Author : John Wilkes
Publisher :
Page : 954 pages
File Size : 25,63 MB
Release : 1826
Category : Biology
ISBN :
Author : Andrew Wood
Publisher :
Page : 866 pages
File Size : 13,81 MB
Release : 1896
Category : Bible
ISBN :
Author : Adam Lovasz
Publisher : Cambridge Scholars Publishing
Page : 285 pages
File Size : 25,21 MB
Release : 2016-09-23
Category : Philosophy
ISBN : 1443816558
This volume deals primarily with absentology, an ontological and social-scientific epistemological mode, dedicated to the analysis of absence. The book is drawn by manifestations of absence wherever they may be encountered. It deals with three terms, ‘the shadow economy’, ‘corruption’ and ‘pollution’, while constructing a non-realist ontology predicated upon the emptiness of all predicates, as expounded by certain strands of Hindu and Buddhist philosophy. According to the absentological viewpoint, there is nothing outside, beyond, below or above relations.
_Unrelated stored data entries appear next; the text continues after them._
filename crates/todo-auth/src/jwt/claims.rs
//! JWT claims read from identity provider tokens.

use serde::{Deserialize, Serialize};

/// Claims this service relies on. Any other claims in the token are ignored.
#[derive(Debug, Clone, Serialize, Deserialize)]
pub struct Claims {
    /// Subject: the caller's user ID.
    pub sub: String,
    /// Expiration timestamp (seconds since epoch).
    pub exp: i64,
    /// Issued-at timestamp (seconds since epoch).
    #[serde(default, skip_serializing_if = "Option::is_none")]
    pub iat: Option<i64>,
    /// Issuer.
    #[serde(default, skip_serializing_if = "Option::is_none")]
    pub iss: Option<String>,
}
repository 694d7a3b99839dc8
//! Todo item use cases.

pub mod attachment;
pub mod service;

pub use service::{TodoService, TodoSettings};
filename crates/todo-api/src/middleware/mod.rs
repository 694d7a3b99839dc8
//! Axum middleware stack.

pub mod compression;
pub mod cors;
pub mod logging;
//! Application builder: wires stores, auth and services into an Axum app
//! and serves it.

use std::sync::Arc;

use axum::Router;
use sqlx::PgPool;

use todo_auth::{Authorizer, JwksClient, TokenVerifier};
use todo_core::config::AppConfig;
use todo_core::error::AppError;
use todo_database::PgTodoRepository;
use todo_service::{TodoService, TodoSettings};
use todo_storage::S3AttachmentStore;

use crate::router::build_router;
use crate::state::AppState;

/// Builds the complete Axum application with all routes and middleware.
pub fn build_app(state: AppState) -> Router {
    build_router(state)
}

/// Runs the todo server over an already-migrated database pool.
pub async fn run_server(config: AppConfig, db_pool: PgPool) -> Result<(), AppError> {
    tracing::info!("Starting todo server...");

    // ── Step 1: Item store ───────────────────────────────────────
    let todo_repo = Arc::new(PgTodoRepository::new(db_pool, &config.todos));

    // ── Step 2: Attachment store ─────────────────────────────────
    let attachments =
        Arc::new(S3AttachmentStore::new(&config.attachments, config.offline).await?);

    // ── Step 3: Token verification ───────────────────────────────
    let http = reqwest::Client::builder()
        .build()
        .map_err(|e| AppError::internal(format!("Failed to build HTTP client: {e}")))?;
    let jwks = JwksClient::from_config(&config.auth, http);
    let authorizer = Authorizer::new(TokenVerifier::new(jwks, &config.auth));
    tracing::info!(
        jwks_url = %config.auth.jwks_url,
        cache_ttl_seconds = config.auth.jwks_cache_ttl_seconds,
        "Token verification configured"
    );

    // ── Step 4: Services ─────────────────────────────────────────
    let todo_service = TodoService::new(
        todo_repo,
        attachments,
        TodoSettings::from_config(&config),
    );

    // ── Step 5: Build and start HTTP server ──────────────────────
    let addr = format!("{}:{}", config.server.host, config.server.port);
    let app = build_app(AppState::new(config, todo_service, authorizer));

    let listener = tokio::net::TcpListener::bind(&addr)
        .await
        .map_err(|e| AppError::internal(format!("Failed to bind {addr}: {e}")))?;

    tracing::info!("Todo server listening on {}", addr);

    axum::serve(listener, app)
        .with_graceful_shutdown(shutdown_signal())
        .await
        .map_err(|e| AppError::internal(format!("Server error: {e}")))?;

    tracing::info!("Todo server stopped");
    Ok(())
}

async fn shutdown_signal() {
    if let Err(e) = tokio::signal::ctrl_c().await {
        tracing::error!("Failed to listen for Ctrl+C: {}", e);
        std::future::pending::<()>().await;
    }
}
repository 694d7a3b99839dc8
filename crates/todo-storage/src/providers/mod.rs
//! Attachment store implementations.

#[cfg(feature = "s3")]
pub mod s3;

#[cfg(feature = "s3")]
pub use s3::S3AttachmentStore;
Relations exist on their own, enchained within an immense, infinite regress, opening and closing upon one another. Absentology is, by consequence of its nonattachment to phenomena, a form of social inquiry fundamentally alien to each and every social form, and it abandons any illusions about the possibility of an escape from the realm of relationality. This book will appeal to students and academics interested in ontological philosophy.
Author :
Publisher :
Page : 692 pages
File Size : 37,16 MB
Release : 1914
Category : English literature
ISBN :
Author : Suzanne Bray
Publisher : Cambridge Scholars Publishing
Page : 290 pages
File Size : 26,57 MB
Release : 2009-10-02
Category : Literary Criticism
ISBN : 1443814946
Religious faith, myths and legends have always been present in literature. However, their role has changed over time. Since the middle of the nineteenth century, with the diminishing role of religion in European society, writers with some kind of belief system, whether religious or political, have tended to use myth in two different ways. They have either retold the old, familiar myths of the past so that they carry fresh messages relevant to a contemporary audience or created their own, new myths as modern vehicles of traditional truths. Many writers have combined the two techniques. Such is the transforming artistry which the eighteen essays in Re-Embroidering the Robe examine: the remaking or new-minting of myth, in literature from 1850 to the present day, so that what it embodies and expresses speaks powerfully to the modern reader. In widely differing ways, therefore, all of the texts analysed here compel attention.